Top of Dataset content
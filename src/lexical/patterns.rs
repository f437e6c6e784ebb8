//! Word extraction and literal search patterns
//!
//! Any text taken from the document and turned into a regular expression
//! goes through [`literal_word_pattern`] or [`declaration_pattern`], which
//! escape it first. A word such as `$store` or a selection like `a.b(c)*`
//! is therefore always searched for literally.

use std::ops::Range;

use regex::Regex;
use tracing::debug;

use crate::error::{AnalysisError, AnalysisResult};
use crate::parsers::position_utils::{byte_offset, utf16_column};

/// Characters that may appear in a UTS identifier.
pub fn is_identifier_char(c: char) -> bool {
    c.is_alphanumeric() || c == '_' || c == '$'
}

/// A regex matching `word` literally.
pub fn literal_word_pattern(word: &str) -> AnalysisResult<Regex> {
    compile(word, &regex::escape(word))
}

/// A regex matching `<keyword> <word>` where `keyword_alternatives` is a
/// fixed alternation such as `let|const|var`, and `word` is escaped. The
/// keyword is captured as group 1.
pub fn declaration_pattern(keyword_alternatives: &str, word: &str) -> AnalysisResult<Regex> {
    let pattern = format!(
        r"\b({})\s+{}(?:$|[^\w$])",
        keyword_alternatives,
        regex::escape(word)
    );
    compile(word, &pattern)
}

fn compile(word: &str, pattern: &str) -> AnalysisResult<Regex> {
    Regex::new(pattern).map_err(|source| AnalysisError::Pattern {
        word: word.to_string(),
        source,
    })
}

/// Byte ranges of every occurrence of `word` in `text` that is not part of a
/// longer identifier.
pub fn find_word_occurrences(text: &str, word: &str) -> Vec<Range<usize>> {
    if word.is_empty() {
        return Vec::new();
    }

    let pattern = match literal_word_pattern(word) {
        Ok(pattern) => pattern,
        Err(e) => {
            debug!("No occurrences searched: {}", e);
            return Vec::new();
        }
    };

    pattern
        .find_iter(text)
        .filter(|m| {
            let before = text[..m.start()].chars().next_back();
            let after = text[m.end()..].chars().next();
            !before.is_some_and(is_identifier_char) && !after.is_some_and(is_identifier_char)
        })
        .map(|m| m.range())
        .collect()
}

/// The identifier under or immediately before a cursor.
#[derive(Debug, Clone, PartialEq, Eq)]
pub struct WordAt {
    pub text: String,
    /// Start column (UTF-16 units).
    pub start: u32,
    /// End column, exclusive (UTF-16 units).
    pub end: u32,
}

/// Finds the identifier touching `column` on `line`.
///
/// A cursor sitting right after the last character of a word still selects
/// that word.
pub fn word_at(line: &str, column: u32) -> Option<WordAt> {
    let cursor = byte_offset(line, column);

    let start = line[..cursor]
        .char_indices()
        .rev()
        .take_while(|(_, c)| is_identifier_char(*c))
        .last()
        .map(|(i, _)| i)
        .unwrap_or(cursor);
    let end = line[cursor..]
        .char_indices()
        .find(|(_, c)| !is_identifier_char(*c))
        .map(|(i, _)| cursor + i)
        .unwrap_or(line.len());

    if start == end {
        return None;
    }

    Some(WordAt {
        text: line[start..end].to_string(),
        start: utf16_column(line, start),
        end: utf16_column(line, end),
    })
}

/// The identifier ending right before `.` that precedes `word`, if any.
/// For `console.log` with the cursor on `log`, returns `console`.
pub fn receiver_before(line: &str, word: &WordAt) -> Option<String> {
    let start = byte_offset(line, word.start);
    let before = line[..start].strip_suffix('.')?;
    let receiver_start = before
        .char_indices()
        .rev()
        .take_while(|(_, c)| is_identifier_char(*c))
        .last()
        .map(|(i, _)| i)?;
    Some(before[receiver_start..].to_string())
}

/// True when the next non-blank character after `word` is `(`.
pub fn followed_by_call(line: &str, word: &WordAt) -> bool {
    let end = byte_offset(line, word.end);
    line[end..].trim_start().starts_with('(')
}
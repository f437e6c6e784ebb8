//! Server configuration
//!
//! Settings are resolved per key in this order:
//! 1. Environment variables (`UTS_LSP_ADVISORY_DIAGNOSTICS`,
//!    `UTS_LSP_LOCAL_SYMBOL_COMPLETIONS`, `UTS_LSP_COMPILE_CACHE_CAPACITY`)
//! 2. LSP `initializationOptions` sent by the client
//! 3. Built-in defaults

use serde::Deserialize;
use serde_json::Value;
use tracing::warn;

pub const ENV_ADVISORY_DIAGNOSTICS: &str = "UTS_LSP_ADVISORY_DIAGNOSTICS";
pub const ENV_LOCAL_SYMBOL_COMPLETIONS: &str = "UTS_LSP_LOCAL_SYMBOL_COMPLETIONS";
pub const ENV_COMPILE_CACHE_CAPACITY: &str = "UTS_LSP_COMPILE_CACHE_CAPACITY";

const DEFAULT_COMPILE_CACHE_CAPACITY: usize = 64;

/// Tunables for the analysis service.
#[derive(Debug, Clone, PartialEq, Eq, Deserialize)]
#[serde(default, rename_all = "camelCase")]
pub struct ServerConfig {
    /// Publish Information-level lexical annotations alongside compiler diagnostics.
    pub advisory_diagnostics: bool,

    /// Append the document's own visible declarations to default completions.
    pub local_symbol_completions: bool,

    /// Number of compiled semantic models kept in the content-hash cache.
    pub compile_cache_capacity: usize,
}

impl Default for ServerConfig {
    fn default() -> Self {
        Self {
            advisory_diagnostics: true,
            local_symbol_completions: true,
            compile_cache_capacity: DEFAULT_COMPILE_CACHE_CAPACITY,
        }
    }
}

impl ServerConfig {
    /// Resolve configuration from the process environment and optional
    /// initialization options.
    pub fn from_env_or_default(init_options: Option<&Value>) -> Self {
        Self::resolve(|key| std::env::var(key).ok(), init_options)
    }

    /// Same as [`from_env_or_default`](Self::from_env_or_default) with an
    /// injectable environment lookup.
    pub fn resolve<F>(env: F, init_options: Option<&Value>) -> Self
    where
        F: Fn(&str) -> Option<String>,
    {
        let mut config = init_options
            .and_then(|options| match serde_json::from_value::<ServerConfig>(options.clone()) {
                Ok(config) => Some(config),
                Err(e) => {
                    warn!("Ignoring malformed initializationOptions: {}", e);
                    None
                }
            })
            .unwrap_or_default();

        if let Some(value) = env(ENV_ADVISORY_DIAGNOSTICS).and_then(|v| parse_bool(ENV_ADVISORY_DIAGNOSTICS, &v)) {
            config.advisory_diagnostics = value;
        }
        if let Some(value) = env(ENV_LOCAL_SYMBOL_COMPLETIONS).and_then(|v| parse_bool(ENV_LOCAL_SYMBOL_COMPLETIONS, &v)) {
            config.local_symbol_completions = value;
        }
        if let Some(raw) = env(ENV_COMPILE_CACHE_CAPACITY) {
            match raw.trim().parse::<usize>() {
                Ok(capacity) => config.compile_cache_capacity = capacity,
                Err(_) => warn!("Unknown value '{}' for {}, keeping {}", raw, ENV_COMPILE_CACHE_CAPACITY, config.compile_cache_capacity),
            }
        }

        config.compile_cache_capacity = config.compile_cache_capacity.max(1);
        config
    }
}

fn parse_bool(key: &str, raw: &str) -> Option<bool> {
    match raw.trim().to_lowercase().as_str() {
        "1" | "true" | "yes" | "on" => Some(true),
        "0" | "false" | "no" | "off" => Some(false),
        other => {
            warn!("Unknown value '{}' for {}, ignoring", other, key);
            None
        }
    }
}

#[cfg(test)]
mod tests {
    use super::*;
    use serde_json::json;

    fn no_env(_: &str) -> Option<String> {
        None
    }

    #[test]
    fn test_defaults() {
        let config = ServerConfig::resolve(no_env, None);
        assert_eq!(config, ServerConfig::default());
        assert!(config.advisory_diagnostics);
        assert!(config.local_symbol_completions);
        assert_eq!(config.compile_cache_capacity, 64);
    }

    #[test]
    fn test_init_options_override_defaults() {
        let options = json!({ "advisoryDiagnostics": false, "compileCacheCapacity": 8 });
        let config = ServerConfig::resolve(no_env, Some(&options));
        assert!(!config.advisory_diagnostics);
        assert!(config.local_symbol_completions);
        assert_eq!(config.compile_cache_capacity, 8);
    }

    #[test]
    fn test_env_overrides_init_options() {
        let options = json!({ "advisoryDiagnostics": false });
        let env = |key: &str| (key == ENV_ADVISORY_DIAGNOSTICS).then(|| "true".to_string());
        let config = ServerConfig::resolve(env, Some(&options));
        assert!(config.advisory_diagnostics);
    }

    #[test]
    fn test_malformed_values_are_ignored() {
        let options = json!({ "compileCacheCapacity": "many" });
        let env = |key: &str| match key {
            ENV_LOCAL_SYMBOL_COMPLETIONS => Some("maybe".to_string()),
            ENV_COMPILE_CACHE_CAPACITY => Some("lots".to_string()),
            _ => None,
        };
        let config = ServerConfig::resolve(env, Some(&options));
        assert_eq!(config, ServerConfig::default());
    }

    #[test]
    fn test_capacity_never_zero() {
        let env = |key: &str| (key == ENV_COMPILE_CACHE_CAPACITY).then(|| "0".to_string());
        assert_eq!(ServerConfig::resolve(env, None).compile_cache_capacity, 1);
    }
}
Bottom of Dataset content
▶ **Action item**
Which lines should be output? Exactly those from the first line of the data through the line containing "pub fn is_identifier_char(c: char)", inclusive.

▶ **Exercise response**
filename src/lexical/patterns.rs
repository f437e6c6e784ebb8
//! Word extraction and literal search patterns
//!
//! Any text taken from the document and turned into a regular expression
//! goes through [`literal_word_pattern`] or [`declaration_pattern`], which
//! escape it first. A word such as `$store` or a selection like `a.b(c)*`
//! is therefore always searched for literally.

use std::ops::Range;

use regex::Regex;
use tracing::debug;

use crate::error::{AnalysisError, AnalysisResult};
use crate::parsers::position_utils::{byte_offset, utf16_column};

/// Characters that may appear in a UTS identifier.
pub fn is_identifier_char(c: char) -> bool {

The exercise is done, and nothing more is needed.